Look at each zone individually and you see the same pattern. The classic Sardinian diet consists of whole-grain bread, beans, garden vegetables, and fruits, with meat largely reserved for Sundays and special occasions. In Okinawa, the diet was very high in vegetables and whole grains, with meat eaten only at festivals and significant celebrations. The Loma Linda Adventists follow a vegan diet of leafy greens, nuts, and legumes, and consistently show among the highest life expectancy in the United States.
It is worth being honest about what Blue Zones research can and cannot prove. The diets of long-lived populations are not fixed but evolving patterns influenced by historical traditions and societal change, and the evidence does not allow for recommending the adoption of a specific Blue Zone diet as universally transferable. Longevity in these regions is also shaped by social connection, physical movement, purpose, and stress - diet alone is not the complete explanation.
But the dietary signal across all five zones is consistent enough that dismissing it requires more effort than accepting it.
What they share
Set the Mediterranean diet and the Blue Zones diet side by side and the common ground is striking.
Both are overwhelmingly plant-based. Both feature legumes as a daily staple. Both use quality fats, particularly olive oil and nuts, as primary fat sources. Both are low in ultra-processed food and added sugar. Both include small amounts of animal protein - oily fish and occasionally lean meat - but as a minor element rather than the centrepiece of every meal.
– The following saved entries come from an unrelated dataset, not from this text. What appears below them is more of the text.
use sea_orm::{EntityTrait, PaginatorTrait};
use serde_json::json;
use server::entity::football_match;

use crate::common::{TestApp, routes};

#[tokio::test]
async fn listing_without_feed_returns_stored_matches_only() {
    let app = TestApp::spawn().await;

    let res = app.get_without_token(routes::MATCHES).await;

    assert_eq!(res.status, 200, "{}", res.text);
    assert_eq!(res.body["count"], 0);
    assert_eq!(res.body["data"], json!([]));
}

#[tokio::test]
async fn creating_matches_requires_a_token() {
    let app = TestApp::spawn().await;

    let res = app.post_without_token(routes::MATCHES, &json!([])).await;

    assert_eq!(res.status, 401);
    assert_eq!(res.body["code"], "TOKEN_MISSING");
}

#[tokio::test]
async fn created_matches_are_listed_by_kickoff() {
    let app = TestApp::spawn().await;
    let token = app.create_authenticated_user("admin", "securepass").await;

    app.create_match(&token, "Everton", "Fulham", "2024-09-21T14:00:00Z", 5, "").await;
    app.create_match(&token, "Arsenal", "Chelsea", "2024-09-14T11:30:00+00:00", 4, "2:1").await;

    let res = app.get_without_token(routes::MATCHES).await;

    assert_eq!(res.status, 200);
    assert_eq!(res.body["count"], 2);
    let data = res.body["data"].as_array().unwrap();
    assert_eq!(data[0]["home_team"], "Arsenal");
    assert_eq!(data[0]["date"], "2024-09-14T11:30:00Z");
    assert_eq!(data[0]["result"], "2:1");
    assert_eq!(data[1]["home_team"], "Everton");
}

#[tokio::test]
async fn natural_key_collision_rejects_the_whole_batch() {
    let app = TestApp::spawn().await;
    let token = app.create_authenticated_user("admin", "securepass").await;
    app.create_match(&token, "Arsenal", "Chelsea", "2024-09-14T11:30:00Z", 4, "").await;

    let res = app
        .post_with_token(
            routes::MATCHES,
            &json!([
                {
                    "home_team": "Everton", "away_team": "Fulham",
                    "date": "2024-09-21T14:00:00Z",
                    "league": "Premier League", "season": "2024", "match_day": 5
                },
                {
                    "home_team": "Arsenal", "away_team": "Chelsea",
                    "date": "2024-09-14T11:30:00+00:00",
                    "league": "Premier League", "season": "2024", "match_day": 4
                }
            ]),
            &token,
        )
        .await;

    assert_eq!(res.status, 409, "{}", res.text);
    assert_eq!(res.body["code"], "CONFLICT");
    let stored = football_match::Entity::find().count(&app.db).await.unwrap();
    assert_eq!(stored, 1);
}

#[tokio::test]
async fn invalid_match_is_rejected() {
    let app = TestApp::spawn().await;
    let token = app.create_authenticated_user("admin", "securepass").await;

    let res = app
        .post_with_token(
            routes::MATCHES,
            &json!([{
                "home_team": "Arsenal", "away_team": "Chelsea",
                "date": "next saturday",
                "league": "Premier League", "season": "2024"
            }]),
            &token,
        )
        .await;

    assert_eq!(res.status, 400);
    assert_eq!(res.body["code"], "VALIDATION_ERROR");
}

mod gameweek {
    use super::*;

    #[tokio::test]
    async fn filters_by_matchday() {
        let app = TestApp::spawn().await;
        let token = app.create_authenticated_user("admin", "securepass").await;
        app.create_match(&token, "Arsenal", "Chelsea", "2024-09-14T11:30:00Z", 4, "").await;
        app.create_match(&token, "Everton", "Fulham", "2024-09-21T14:00:00Z", 5, "").await;

        let res = app.get_without_token(&routes::gameweek("4")).await;

        assert_eq!(res.status, 200, "{}", res.text);
        assert_eq!(res.body["gameweek"], 4);
        assert_eq!(res.body["count"], 1);
        assert_eq!(res.body["data"][0]["home_team"], "Arsenal");
    }

    #[tokio::test]
    async fn unknown_matchday_is_empty() {
        let app = TestApp::spawn().await;

        let res = app.get_without_token(&routes::gameweek("38")).await;

        assert_eq!(res.status, 200);
        assert_eq!(res.body["count"], 0);
    }

    #[tokio::test]
    async fn non_numeric_matchday_is_rejected() {
        let app = TestApp::spawn().await;

        let res = app.get_without_token(&routes::gameweek("abc")).await;

        assert_eq!(res.status, 400);
        assert_eq!(res.body["code"], "VALIDATION_ERROR");
    }
}

mod details {
    use super::*;

    #[tokio::test]
    async fn includes_prediction_count() {
        let app = TestApp::spawn().await;
        let alice = app.create_authenticated_user("alice", "securepass").await;
        let bob = app.create_authenticated_user("bob", "securepass").await;
        let match_id = app
            .create_match(&alice, "Arsenal", "Chelsea", "2024-09-14T11:30:00Z", 4, "")
            .await;
        app.create_prediction(&alice, match_id, 1, 0).await;
        app.create_prediction(&bob, match_id, 2, 2).await;

        let res = app.get_without_token(&routes::match_details(match_id)).await;

        assert_eq!(res.status, 200, "{}", res.text);
        assert_eq!(res.body["match"]["id"], match_id);
        assert_eq!(res.body["match"]["away_team"], "Chelsea");
        assert_eq!(res.body["prediction_count"], 2);
    }

    #[tokio::test]
    async fn missing_match_is_not_found() {
        let app = TestApp::spawn().await;

        let res = app.get_without_token(&routes::match_details(999)).await;

        assert_eq!(res.status, 404);
        assert_eq!(res.body["code"], "NOT_FOUND");
    }
}

#[tokio::test]
async fn sync_without_feed_is_an_upstream_error() {
    let app = TestApp::spawn().await;
    let token = app.create_authenticated_user("admin", "securepass").await;

    let res = app.post_with_token(routes::MATCHES_SYNC, &json!({}), &token).await;

    assert_eq!(res.status, 502);
    assert_eq!(res.body["code"], "UPSTREAM_ERROR");
}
Neither is a vegan diet. Neither is a restrictive protocol. Both are, in the most straightforward sense, an enjoyable, varied, flavourful way of eating that happens to be extraordinarily good for you.
The 30 plants target
One of the most actionable insights to come from recent microbiome research is the 30 plant varieties per week target. Research from the American Gut Project, involving over 10,000 participants, found that people eating 30 or more different plant types per week had significantly more diverse gut microbiomes than those eating fewer than 10. Gut microbiome diversity is increasingly understood as a key predictor of immune function, metabolic health, inflammation, and mental wellbeing.
Thirty plants a week sounds like a lot. It isn't, once you start counting. A bowl of porridge with mixed seeds, a handful of berries, a salad with five different vegetables, a meal made with two types of bean and a handful of herbs - you're most of the way there by lunchtime. Herbs, spices, nuts, seeds, and different vegetables all count. Variety, not volume, is the point.
Every recipe in More Plants is designed to help you hit that target, with plant point counts on each dish so you can track progress without it becoming a chore.
Why this matters to us
BOSH! has always made food for everyone - people who don't eat meat at all, people who eat it occasionally, people who have no intention of changing what's in the centre of their plate but want more interesting, nutritious food around it. The "more plants" message has been at the heart of what we do since the beginning.
What's changed, for us personally, is that the science has sharpened our understanding of why. This isn't about dietary identity. Plants carry most of the compounds that protect cells from oxidative stress and inflammation - the processes most closely linked to chronic disease and accelerated ageing. The fibre that feeds the gut microbiome comes almost entirely from plants. The polyphenols in olive oil, berries, spices, and herbs are among the most studied longevity-relevant compounds in food.
More plants means more of all of that. You don't need to eat perfectly. You don't need to follow a protocol. You just need to shift the balance of your plate gradually in a direction that happens to produce delicious food.
That's what the book is about. That's what we're about.